After four years of disputes and delays, Blade Technology in Nahariya has announced it will shut down, laying off hundreds of workers. The plant, which makes turbine blades for jet engines and employs about 900 people, will see 600 workers dismissed or offered early retirement, while 300 are expected to move to a similar Pratt & Whitney facility in the Tefen area.
The closure is tied in part to the sharp fall in the dollar, which has hit Israel's export sector broadly. The U.S. currency has dropped from about 3.5 shekels a year ago to around 2.9 shekels, making exports less profitable in local-currency terms. But for this plant, management says the exchange rate is only the final blow, not the main reason for the shutdown.
Blade Technology was founded in 1968 by Stef Wertheimer, in response to France's arms embargo after the Six-Day War. Pratt & Whitney, one of the world's major jet-engine makers, bought the company from the Wertheimer family in 2014. The U.S. parent decided in late 2022 to close the Nahariya operation, and the extensions granted since then only delayed the inevitable.

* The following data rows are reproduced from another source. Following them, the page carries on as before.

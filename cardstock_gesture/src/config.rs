// Copyright 2025 the Cardstock Authors
// SPDX-License-Identifier: Apache-2.0 OR MIT

use kurbo::Vec2;

/// Bounds and sensitivities for element manipulation.
///
/// The defaults are fixed constants rather than values derived from element
/// geometry: scale stays in `[0.5, 3.0]` and pan in `±(scale - 1) * 50` on each
/// axis.
#[derive(Copy, Clone, Debug, PartialEq)]
pub struct GestureConfig {
    min_scale: f64,
    max_scale: f64,
    pan_per_scale: f64,
    wheel_step: f64,
}

impl Default for GestureConfig {
    fn default() -> Self {
        Self {
            min_scale: 0.5,
            max_scale: 3.0,
            pan_per_scale: 50.0,
            wheel_step: 0.001,
        }
    }
}

impl GestureConfig {
    /// Sets the scale limits.
    ///
    /// The range is normalized so that `min <= max`, and both are kept
    /// positive. Non-finite limits leave the current ones in place.
    #[must_use]
    pub fn with_scale_limits(mut self, min: f64, max: f64) -> Self {
        if !(min.is_finite() && max.is_finite()) {
            return self;
        }
        let (min, max) = if min <= max { (min, max) } else { (max, min) };
        self.min_scale = min.max(f64::MIN_POSITIVE);
        self.max_scale = max.max(self.min_scale);
        self
    }

    /// Sets how much pan range each unit of zoom above `1.0` unlocks.
    ///
    /// Negative or non-finite input is clamped to `0`.
    #[must_use]
    pub fn with_pan_per_scale(mut self, pan_per_scale: f64) -> Self {
        self.pan_per_scale = if pan_per_scale.is_finite() {
            pan_per_scale.max(0.0)
        } else {
            0.0
        };
        self
    }

    /// Sets the scale change per unit of wheel delta.
    ///
    /// Negative or non-finite input is clamped to `0`.
    #[must_use]
    pub fn with_wheel_step(mut self, wheel_step: f64) -> Self {
        self.wheel_step = if wheel_step.is_finite() {
            wheel_step.max(0.0)
        } else {
            0.0
        };
        self
    }

    /// Smallest allowed scale.
    #[must_use]
    pub fn min_scale(&self) -> f64 {
        self.min_scale
    }

    /// Largest allowed scale.
    #[must_use]
    pub fn max_scale(&self) -> f64 {
        self.max_scale
    }

    /// Pan range unlocked per unit of zoom above `1.0`.
    #[must_use]
    pub fn pan_per_scale(&self) -> f64 {
        self.pan_per_scale
    }

    /// Scale change per unit of wheel delta.
    #[must_use]
    pub fn wheel_step(&self) -> f64 {
        self.wheel_step
    }

    /// Clamps `scale` into the configured limits.
    ///
    /// NaN maps to the lower limit.
    #[must_use]
    pub fn clamp_scale(&self, scale: f64) -> f64 {
        if scale.is_nan() {
            return self.min_scale;
        }
        scale.clamp(self.min_scale, self.max_scale)
    }

    /// Largest pan offset allowed on each axis at `scale`.
    ///
    /// This is `(scale - 1) * pan_per_scale`, and `0` at or below scale `1`:
    /// there is no hidden content to reveal.
    #[must_use]
    pub fn max_pan(&self, scale: f64) -> f64 {
        let range = (scale - 1.0) * self.pan_per_scale;
        if range.is_finite() { range.max(0.0) } else { 0.0 }
    }

    /// Clamps `pan` per axis into `±max_pan(scale)`.
    #[must_use]
    pub fn clamp_pan(&self, pan: Vec2, scale: f64) -> Vec2 {
        let max = self.max_pan(scale);
        let clamp = |v: f64| if v.is_nan() { 0.0 } else { v.clamp(-max, max) };
        Vec2::new(clamp(pan.x), clamp(pan.y))
    }
}
impl<K> FitEstimator<K>
where
    K: Copy + Eq + Hash,
{
    /// Creates an estimator with no targets.
    #[must_use]
    pub fn new(config: FitConfig) -> Self {
        Self {
            config,
            slots: HashMap::new(),
            pending: CoalescingScheduler::new(),
            next_generation: 0,
        }
    }

    /// The estimator configuration.
    #[must_use]
    pub fn config(&self) -> &FitConfig {
        &self.config
    }

    /// Settle delay used for `trigger`.
    #[must_use]
    pub fn settle_delay(&self, trigger: FitTrigger) -> Millis {
        match trigger {
            FitTrigger::Mounted => self.config.mount_settle_ms,
            FitTrigger::ContainerResized => self.config.resize_settle_ms,
            FitTrigger::ContentChanged => self.config.content_settle_ms,
            FitTrigger::StyleChanged => self.config.style_settle_ms,
            FitTrigger::ResourcesReady => self.config.resources_settle_ms,
        }
    }

    /// Mounts a new target at the identity scale and schedules its first
    /// measurement.
    ///
    /// `resize` is subscribed for the key.
    pub fn mount<R>(
        &mut self,
        key: K,
        options: FitOptions,
        now: Millis,
        resize: &mut R,
    ) -> Result<(), AlreadyMounted<K>>
    where
        R: ResizeSource<K> + ?Sized,
    {
        if self.slots.contains_key(&key) {
            return Err(AlreadyMounted(key));
        }
        let generation = self.next_generation;
        self.next_generation = self.next_generation.wrapping_add(1);
        self.slots.insert(
            key,
            Slot {
                target: FitTarget::new(options),
                generation,
                resources_signalled: false,
            },
        );
        resize.observe(key);
        self.schedule(key, FitTrigger::Mounted, now);
        Ok(())
    }

    /// Unmounts a target, cancelling its pending measurement and unsubscribing
    /// it from `resize`.
    ///
    /// Returns the last committed scale. Nothing about the target is retained.
    pub fn unmount<R>(&mut self, key: K, resize: &mut R) -> Option<f64>
    where
        R: ResizeSource<K> + ?Sized,
    {
        let slot = self.slots.remove(&key)?;
        self.pending.cancel(key);
        resize.unobserve(key);
        Some(slot.target.committed_scale())
    }

    /// Returns `true` if `key` is mounted.
    #[must_use]
    pub fn is_mounted(&self, key: K) -> bool {
        self.slots.contains_key(&key)
    }

    /// The target mounted at `key`.
    #[must_use]
    pub fn target(&self, key: K) -> Option<&FitTarget> {
        self.slots.get(&key).map(|slot| &slot.target)
    }

    /// The committed scale for `key`.
    #[must_use]
    pub fn committed_scale(&self, key: K) -> Option<f64> {
        self.target(key).map(FitTarget::committed_scale)
    }

    /// Replaces the options of `key` and schedules a re-measurement as a
    /// style change.
    pub fn set_options(&mut self, key: K, options: FitOptions, now: Millis) -> bool {
        let Some(slot) = self.slots.get_mut(&key) else {
            return false;
        };
        slot.target.set_options(options);
        self.schedule(key, FitTrigger::StyleChanged, now);
        true
    }

    /// Reports a trigger for `key`.
    ///
    /// Returns `false` if the key is not mounted or, for
    /// [`FitTrigger::ResourcesReady`], if the signal already fired for this
    /// mount.
    pub fn notify(&mut self, key: K, trigger: FitTrigger, now: Millis) -> bool {
        let Some(slot) = self.slots.get_mut(&key) else {
            return false;
        };
        if trigger == FitTrigger::ResourcesReady {
            if slot.resources_signalled {
                return false;
            }
            slot.resources_signalled = true;
        }
        self.schedule(key, trigger, now);
        true
    }

    /// Delivers the one-shot resources-ready signal for `key`.
    ///
    /// Equivalent to [`notify`](Self::notify) with
    /// [`FitTrigger::ResourcesReady`].
    pub fn resources_ready(&mut self, key: K, now: Millis) -> bool {
        self.notify(key, FitTrigger::ResourcesReady, now)
    }

    /// Returns `true` if `key` has a measurement waiting to settle.
    #[must_use]
    pub fn is_pending(&self, key: K) -> bool {
        self.pending.is_pending(key)
    }

    /// Earliest time at which [`poll`](Self::poll) will yield work.
    #[must_use]
    pub fn next_deadline(&self) -> Option<Millis> {
        self.pending.next_deadline()
    }

    /// Returns the measurements that are due at `now`, earliest first.
    ///
    /// Measurements for keys that are no longer mounted are dropped.
    pub fn poll(&mut self, now: Millis) -> Vec<DueMeasurement<K>> {
        let slots = &self.slots;
        self.pending
            .poll(now)
            .into_iter()
            .filter(|(key, pending)| {
                slots
                    .get(key)
                    .is_some_and(|slot| slot.generation == pending.generation)
            })
            .map(|(key, pending)| DueMeasurement {
                key,
                trigger: pending.trigger,
            })
            .collect()
    }

    /// Measures `key` immediately using the full measurement protocol.
    ///
    /// Returns `None` if the key is not mounted.
    pub fn measure<C>(&mut self, key: K, content: &mut C) -> Option<FitReport>
    where
        C: FitContent + ?Sized,
    {
        let zero_size = self.config.zero_size;
        let slot = self.slots.get_mut(&key)?;
        Some(slot.target.measure(content, zero_size))
    }

    /// Polls for due measurements and runs each against `contents`.
    ///
    /// Keys the host no longer has content for are skipped.
    pub fn run_due<S>(&mut self, now: Millis, contents: &mut S) -> Vec<(K, FitReport)>
    where
        S: FitContents<K> + ?Sized,
    {
        let mut reports = Vec::new();
        for due in self.poll(now) {
            if let Some(content) = contents.content_mut(due.key) {
                if let Some(report) = self.measure(due.key, content) {
                    reports.push((due.key, report));
                }
            }
        }
        reports
    }

    /// Number of mounted targets.
    #[must_use]
    pub fn len(&self) -> usize {
        self.slots.len()
    }

    /// Returns `true` if no targets are mounted.
    #[must_use]
    pub fn is_empty(&self) -> bool {
        self.slots.is_empty()
    }

    fn schedule(&mut self, key: K, trigger: FitTrigger, now: Millis) {
        let Some(slot) = self.slots.get(&key) else {
            return;
        };
        let delay = self.settle_delay(trigger);
        self.pending.schedule(
            key,
            Pending {
                generation: slot.generation,
                trigger,
            },
            delay,
            now,
        );
    }
}
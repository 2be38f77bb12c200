#![cfg_attr(feature = "fail-on-warnings", deny(warnings))]
#![warn(clippy::all, clippy::pedantic, clippy::nursery, clippy::cargo)]
#![allow(clippy::multiple_crate_versions, clippy::cargo_common_metadata)]

//! Study region definition.
//!
//! Builds, in order, the study region boundary, its buffered copy and the
//! urban study region, then reads back a [`RegionSummary`].

pub mod builder;
pub mod urban;

use liveability_boundary::BoundaryError;
use liveability_boundary::import::{ImportError, VectorImporter};
use liveability_database::DbError;
use liveability_region_models::RegionSummary;
use liveability_region_models::config::{ConfigError, RegionConfig};
use switchy_database::Database;

/// Errors that can occur while building a study region.
#[derive(Debug, thiserror::Error)]
pub enum RegionError {
    /// Configuration error.
    #[error(transparent)]
    Config(#[from] ConfigError),

    /// Boundary resolution error.
    #[error(transparent)]
    Boundary(#[from] BoundaryError),

    /// Vector import error.
    #[error(transparent)]
    Import(#[from] ImportError),

    /// Database error.
    #[error(transparent)]
    Db(#[from] DbError),

    /// Raw store error outside a table plan.
    #[error("Database error: {0}")]
    Database(#[from] switchy_database::DatabaseError),

    /// A configured input file does not exist.
    #[error("Input file not found: {path}")]
    MissingInput {
        /// Resolved path.
        path: String,
    },

    /// Intersection mode needs an urban region and none was found or built.
    #[error(
        "Cannot intersect with {table}: the table does not exist and no [urban_extent] \
         is configured to build it (set not_urban_intersection to treat the whole \
         study region as urban)"
    )]
    MissingUrbanRegion {
        /// Urban region table name.
        table: String,
    },

    /// An input to the intersection has invalid geometry.
    #[error("{table} has {count} invalid geometr(y/ies); fix them before intersecting")]
    InvalidGeometry {
        /// Table checked.
        table: String,
        /// Number of invalid rows.
        count: u64,
    },
}

/// Runs the full study region stage: boundary, buffer, area check and
/// urban resolution.
///
/// # Errors
///
/// Returns [`RegionError`] from the first stage that fails. Earlier
/// stages' tables are left in place.
pub async fn run(
    db: &dyn Database,
    config: &RegionConfig,
    importer: &dyn VectorImporter,
) -> Result<RegionSummary, RegionError> {
    let source = liveability_boundary::build_study_region_boundary(db, config, importer).await?;
    log::debug!("Study region boundary built from {source:?}");

    builder::check_area(db, config).await?;
    builder::build_buffered_region(db, config).await?;

    let policy = urban::resolve(db, &source, config, importer).await?;

    let summary = builder::summarize(db, config).await?;
    log::info!(
        "{}: {:.2} sqkm, buffered {:.2} sqkm, urban {} ({policy})",
        summary.name,
        summary.area_sqkm,
        summary.buffered_area_sqkm,
        summary
            .urban_area_sqkm
            .map_or_else(|| "n/a".to_string(), |a| format!("{a:.2} sqkm")),
    );

    Ok(summary)
}
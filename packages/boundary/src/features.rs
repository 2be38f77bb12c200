//! Native reading of `GeoJSON` boundary files.
//!
//! Only feature geometries are kept. Every geometry is normalized to a
//! [`MultiPolygon`] so the staged column never mixes single and multi
//! polygon types.

use std::io::Read as _;
use std::path::Path;

use geo::MultiPolygon;
use geojson::GeoJson;
use liveability_region_models::DISPLAY_SRID;

use crate::BoundaryError;

/// Polygonal features read from a boundary file.
#[derive(Debug, Clone, PartialEq)]
pub struct BoundaryFeatures {
    /// One multipolygon per feature.
    pub geometries: Vec<MultiPolygon<f64>>,
    /// EPSG code of the coordinates.
    pub srid: u32,
}

/// Returns `true` for paths this module can read directly.
#[must_use]
pub fn is_geojson_path(path: &Path) -> bool {
    path.extension()
        .and_then(|e| e.to_str())
        .is_some_and(is_geojson_extension)
}

fn is_geojson_extension(ext: &str) -> bool {
    ext.eq_ignore_ascii_case("geojson") || ext.eq_ignore_ascii_case("json")
}

/// Reads a `.geojson` file.
///
/// # Errors
///
/// Returns [`BoundaryError`] if the file cannot be read, is not valid
/// `GeoJSON`, holds no geometries, or holds non-polygonal geometries.
pub fn read_geojson_file(path: &Path) -> Result<BoundaryFeatures, BoundaryError> {
    let text = std::fs::read_to_string(path).map_err(|e| BoundaryError::Io {
        path: path.display().to_string(),
        source: e,
    })?;
    parse_geojson(&text, &path.display().to_string())
}

/// Reads the first `GeoJSON` member of a zip archive.
///
/// Returns `Ok(None)` when the archive holds no `GeoJSON` member, so the
/// caller can hand it to the vector importer instead.
///
/// # Errors
///
/// Returns [`BoundaryError`] if the archive cannot be opened or the
/// member cannot be read or parsed.
pub fn read_geojson_from_zip(path: &Path) -> Result<Option<BoundaryFeatures>, BoundaryError> {
    let file = std::fs::File::open(path).map_err(|e| BoundaryError::Io {
        path: path.display().to_string(),
        source: e,
    })?;

    let mut archive = zip::ZipArchive::new(file).map_err(|e| BoundaryError::Unreadable {
        path: path.display().to_string(),
        message: e.to_string(),
    })?;

    for i in 0..archive.len() {
        let mut entry = archive
            .by_index(i)
            .map_err(|e| BoundaryError::Unreadable {
                path: path.display().to_string(),
                message: format!("zip entry {i}: {e}"),
            })?;

        if entry.is_dir() || !is_geojson_path(Path::new(entry.name())) {
            continue;
        }

        let origin = format!("{}!{}", path.display(), entry.name());
        let mut text = String::new();
        entry
            .read_to_string(&mut text)
            .map_err(|e| BoundaryError::Io {
                path: origin.clone(),
                source: e,
            })?;

        log::info!("Reading boundary from {origin}");
        return parse_geojson(&text, &origin).map(Some);
    }

    Ok(None)
}

/// Parses `GeoJSON` text. `origin` names the input in errors.
///
/// # Errors
///
/// Returns [`BoundaryError`] for invalid `GeoJSON`, non-polygonal
/// geometries, or an input with no geometries at all.
pub fn parse_geojson(text: &str, origin: &str) -> Result<BoundaryFeatures, BoundaryError> {
    let geojson: GeoJson = text.parse().map_err(|e: geojson::Error| BoundaryError::Unreadable {
        path: origin.to_string(),
        message: e.to_string(),
    })?;

    let (geometries, foreign_members) = match geojson {
        GeoJson::FeatureCollection(collection) => (
            collection
                .features
                .into_iter()
                .map(|f| f.geometry)
                .collect::<Vec<_>>(),
            collection.foreign_members,
        ),
        GeoJson::Feature(feature) => (vec![feature.geometry], feature.foreign_members),
        GeoJson::Geometry(geometry) => (vec![Some(geometry)], None),
    };

    let srid = foreign_members
        .as_ref()
        .and_then(|members| members.get("crs"))
        .and_then(crs_srid)
        .unwrap_or(DISPLAY_SRID);

    let mut out = Vec::with_capacity(geometries.len());
    for (i, geometry) in geometries.into_iter().enumerate() {
        let Some(geometry) = geometry else {
            log::warn!("{origin}: feature {i} has no geometry, skipping");
            continue;
        };

        let geometry: geo::Geometry<f64> =
            geometry
                .try_into()
                .map_err(|e: geojson::Error| BoundaryError::Unreadable {
                    path: origin.to_string(),
                    message: format!("feature {i}: {e}"),
                })?;

        let kind = geometry_kind(&geometry);
        let multi = to_multipolygon(geometry).ok_or_else(|| BoundaryError::UnsupportedGeometry {
            path: origin.to_string(),
            kind,
        })?;
        if multi.0.is_empty() {
            log::warn!("{origin}: feature {i} has an empty geometry, skipping");
            continue;
        }
        out.push(multi);
    }

    if out.is_empty() {
        return Err(BoundaryError::Empty {
            path: origin.to_string(),
        });
    }

    Ok(BoundaryFeatures {
        geometries: out,
        srid,
    })
}

/// Converts a polygonal geometry into a [`MultiPolygon`].
///
/// Polygons become single-member multipolygons; collections are
/// flattened. Returns `None` if any part is not polygonal.
#[must_use]
pub fn to_multipolygon(geometry: geo::Geometry<f64>) -> Option<MultiPolygon<f64>> {
    match geometry {
        geo::Geometry::Polygon(polygon) => Some(MultiPolygon(vec![polygon])),
        geo::Geometry::MultiPolygon(multi) => Some(multi),
        geo::Geometry::Rect(rect) => Some(MultiPolygon(vec![rect.to_polygon()])),
        geo::Geometry::Triangle(triangle) => Some(MultiPolygon(vec![triangle.to_polygon()])),
        geo::Geometry::GeometryCollection(collection) => {
            let mut polygons = Vec::new();
            for part in collection {
                polygons.extend(to_multipolygon(part)?.0);
            }
            Some(MultiPolygon(polygons))
        }
        _ => None,
    }
}

const fn geometry_kind(geometry: &geo::Geometry<f64>) -> &'static str {
    match geometry {
        geo::Geometry::Point(_) => "Point",
        geo::Geometry::Line(_) => "Line",
        geo::Geometry::LineString(_) => "LineString",
        geo::Geometry::Polygon(_) => "Polygon",
        geo::Geometry::MultiPoint(_) => "MultiPoint",
        geo::Geometry::MultiLineString(_) => "MultiLineString",
        geo::Geometry::MultiPolygon(_) => "MultiPolygon",
        geo::Geometry::GeometryCollection(_) => "GeometryCollection",
        geo::Geometry::Rect(_) => "Rect",
        geo::Geometry::Triangle(_) => "Triangle",
    }
}

/// Reads an EPSG code from a legacy `GeoJSON` `crs` member.
///
/// Accepts `EPSG:n`, `urn:ogc:def:crs:EPSG::n` (and other URN versions),
/// and the OGC `CRS84` alias for WGS 84.
fn crs_srid(crs: &serde_json::Value) -> Option<u32> {
    let name = crs.get("properties")?.get("name")?.as_str()?.trim();

    if name.ends_with("CRS84") {
        return Some(DISPLAY_SRID);
    }

    let upper = name.to_ascii_uppercase();
    let idx = upper.find("EPSG")?;
    upper[idx + 4..]
        .trim_start_matches(':')
        .rsplit(':')
        .next()?
        .parse()
        .ok()
}

/// Serializes a multipolygon as a `GeoJSON` geometry string for
/// `ST_GeomFromGeoJSON`.
///
/// # Errors
///
/// Returns [`serde_json::Error`] if serialization fails.
pub fn to_geojson_string(geometry: &MultiPolygon<f64>) -> Result<String, serde_json::Error> {
    let geometry = geojson::Geometry::new(geojson::Value::from(geometry));
    serde_json::to_string(&geometry)
}
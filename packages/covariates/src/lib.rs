#![cfg_attr(feature = "fail-on-warnings", deny(warnings))]
#![warn(clippy::all, clippy::pedantic, clippy::nursery, clippy::cargo)]
#![allow(clippy::multiple_crate_versions, clippy::cargo_common_metadata)]

//! Urban covariate summary.
//!
//! Produces one row per study region combining the precomputed urban
//! population, a street intersection count and density, and any
//! externally supplied covariates. Absent inputs become nulls with a
//! warning; the population table is the only hard requirement.

pub mod csv_source;
pub mod query;

use liveability_boundary::import::{ImportError, ImportRequest, VectorImporter};
use liveability_database::{DbError, catalog};
use liveability_region_models::config::{ConfigError, RegionConfig};
use liveability_region_models::source::{AttributeFilter, CovariateSource};
use liveability_region_models::{CovariateValue, UrbanCovariateSummary};
use moosicbox_json_utils::database::ToValue as _;
use switchy_database::{Database, DatabaseValue};

use crate::query::URBAN_COVARIATE_SOURCE;

/// Errors that can occur while building the covariate summary.
#[derive(Debug, thiserror::Error)]
pub enum CovariateError {
    /// Configuration error.
    #[error(transparent)]
    Config(#[from] ConfigError),

    /// Database error.
    #[error(transparent)]
    Db(#[from] DbError),

    /// Raw store error outside a table plan.
    #[error("Database error: {0}")]
    Database(#[from] switchy_database::DatabaseError),

    /// Vector import error.
    #[error(transparent)]
    Import(#[from] ImportError),

    /// A covariate file could not be read.
    #[error("Failed to read {path}: {source}")]
    Io {
        /// File path.
        path: String,
        /// Underlying I/O error.
        source: std::io::Error,
    },

    /// A covariate file is not valid CSV.
    #[error("Failed to parse {path}: {source}")]
    Csv {
        /// File path.
        path: String,
        /// Underlying CSV error.
        source: csv::Error,
    },

    /// The urban population table does not exist.
    #[error("Population table {table} does not exist; build the urban population first")]
    MissingPopulation {
        /// Expected table name.
        table: String,
    },
}

/// Resolves the requested covariates from the configured source, in
/// request order.
///
/// # Errors
///
/// Returns [`CovariateError`] if the source is malformed, the CSV cannot
/// be read, or the global dataset import fails.
pub async fn resolve_covariates(
    db: &dyn Database,
    config: &RegionConfig,
    importer: &dyn VectorImporter,
) -> Result<Vec<(String, CovariateValue)>, CovariateError> {
    let fields = &config.covariates.fields;
    if fields.is_empty() {
        return Ok(Vec::new());
    }

    match config.covariate_source()? {
        CovariateSource::GlobalDataset(filter) => {
            let result = from_global_dataset(db, config, importer, &filter).await;
            if let Err(e) = catalog::drop_if_exists(db, URBAN_COVARIATE_SOURCE).await {
                log::warn!("Failed to drop staging table {URBAN_COVARIATE_SOURCE}: {e}");
            }
            result
        }
        CovariateSource::Csv(path) => csv_source::read_csv(&path, fields),
        CovariateSource::Unset => {
            log::warn!(
                "No covariate source configured for {}; {} covariate(s) will be null",
                config.name,
                fields.len()
            );
            Ok(nulls(fields))
        }
    }
}

fn nulls(fields: &[String]) -> Vec<(String, CovariateValue)> {
    fields
        .iter()
        .map(|f| (f.clone(), CovariateValue::Null))
        .collect()
}

async fn from_global_dataset(
    db: &dyn Database,
    config: &RegionConfig,
    importer: &dyn VectorImporter,
    filter: &AttributeFilter,
) -> Result<Vec<(String, CovariateValue)>, CovariateError> {
    let path = config.urban_extent_path().ok_or(ConfigError::Invalid {
        field: "covariates.source",
        message: "GHS: covariates require [urban_extent] to locate the global dataset".to_string(),
    })?;

    log::info!("Reading covariates from the global dataset where {filter}");
    importer.import(
        &ImportRequest::new(path.display().to_string(), URBAN_COVARIATE_SOURCE)
            .with_filter(filter.to_ogr_where()),
    )?;

    let rows = db
        .query_raw_params(
            query::TABLE_COLUMNS,
            &[DatabaseValue::String(URBAN_COVARIATE_SOURCE.to_string())],
        )
        .await?;
    let available: Vec<String> = rows
        .iter()
        .filter_map(|r| r.to_value::<String>("column_name").ok())
        .collect();

    let fields = &config.covariates.fields;
    let matched: Vec<(usize, &str)> = fields
        .iter()
        .enumerate()
        .filter_map(|(i, field)| {
            let column = match_column(&available, field);
            if column.is_none() {
                log::warn!("Global dataset has no `{field}` attribute; using null");
            }
            column.map(|c| (i, c))
        })
        .collect();

    let mut values = nulls(fields);
    if matched.is_empty() {
        return Ok(values);
    }

    let columns: Vec<&str> = matched.iter().map(|(_, c)| *c).collect();
    let rows = db.query_raw_params(&query::staged_covariates(&columns), &[]).await?;
    let Some(row) = rows.first() else {
        log::warn!("No global dataset feature matches {filter}; covariates will be null");
        return Ok(values);
    };

    for (alias, (i, _)) in matched.iter().enumerate() {
        let raw: Option<String> = row
            .to_value::<Option<String>>(&format!("cov_{alias}"))
            .unwrap_or(None);
        let value = raw.as_deref().map_or(CovariateValue::Null, CovariateValue::parse);
        if value.is_null() {
            log::warn!("`{}` is missing for {filter}; using null", fields[*i]);
        }
        values[*i].1 = value;
    }

    Ok(values)
}

/// Finds the staged column for a requested field. Importers may fold
/// attribute names to lower case.
fn match_column<'a>(available: &'a [String], field: &str) -> Option<&'a str> {
    available
        .iter()
        .find(|c| *c == field)
        .or_else(|| available.iter().find(|c| c.eq_ignore_ascii_case(field)))
        .map(String::as_str)
}

/// Builds the covariate summary table and reads it back.
///
/// # Errors
///
/// Returns [`CovariateError`] if the population table is missing, the
/// covariates cannot be resolved, or a store statement fails.
pub async fn aggregate(
    db: &dyn Database,
    config: &RegionConfig,
    importer: &dyn VectorImporter,
) -> Result<Vec<UrbanCovariateSummary>, CovariateError> {
    let population = &config.tables.population;
    if !catalog::table_exists(db, population).await? {
        return Err(CovariateError::MissingPopulation {
            table: population.clone(),
        });
    }

    let intersections = &config.tables.intersections;
    let with_intersections = catalog::table_exists(db, intersections).await?;
    if !with_intersections {
        log::warn!("{intersections} does not exist; intersection counts will be null");
    }

    let covariates = resolve_covariates(db, config, importer).await?;

    catalog::apply_plan(
        db,
        &query::summary_plan(config, &covariates, with_intersections),
    )
    .await?;

    let summaries = read_summaries(db, config).await?;
    for summary in &summaries {
        log::info!(
            "{}: population {}, intersections {} ({} per sqkm)",
            summary.city,
            display(summary.population),
            display(summary.intersections),
            display(summary.intersections_per_sqkm),
        );
    }

    Ok(summaries)
}

fn display<T: std::fmt::Display>(value: Option<T>) -> String {
    value.map_or_else(|| "null".to_string(), |v| v.to_string())
}

async fn read_summaries(
    db: &dyn Database,
    config: &RegionConfig,
) -> Result<Vec<UrbanCovariateSummary>, CovariateError> {
    let rows = db
        .query_raw_params(&query::summary_readback(config), &[])
        .await?;

    Ok(rows
        .iter()
        .map(|row| UrbanCovariateSummary {
            continent: row.to_value("continent").unwrap_or_default(),
            country: row.to_value("country").unwrap_or_default(),
            country_code: row.to_value("country_code").unwrap_or_default(),
            city: row.to_value("city").unwrap_or_default(),
            area_sqkm: row.to_value("area_sqkm").unwrap_or(None),
            population: row.to_value("population").unwrap_or(None),
            population_per_sqkm: row.to_value("population_per_sqkm").unwrap_or(None),
            intersections: row.to_value("intersections").unwrap_or(None),
            intersections_per_sqkm: row.to_value("intersections_per_sqkm").unwrap_or(None),
            covariates: config
                .covariates
                .fields
                .iter()
                .enumerate()
                .map(|(i, name)| {
                    let raw: Option<String> = row.to_value(&format!("cov_{i}")).unwrap_or(None);
                    (
                        name.clone(),
                        raw.as_deref().map_or(CovariateValue::Null, CovariateValue::parse),
                    )
                })
                .collect(),
        })
        .collect())
}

The land changed hands again in 2024, when Marathon Fund bought the site from Menivim for 155 million shekels. Pratt & Whitney will keep paying rent until 2029, and the transfer of ownership is expected in two to three years. Marathon plans to rezone the industrial site into a new residential neighborhood with about 800 apartments plus retail, employment, and hotel space. The company says Nahariya Mayor Ronen Marli, City Engineer Tal Himi, and the Northern District planning committee support the plan, and a state infrastructure body is also advancing a nearby marina that could boost the area's appeal.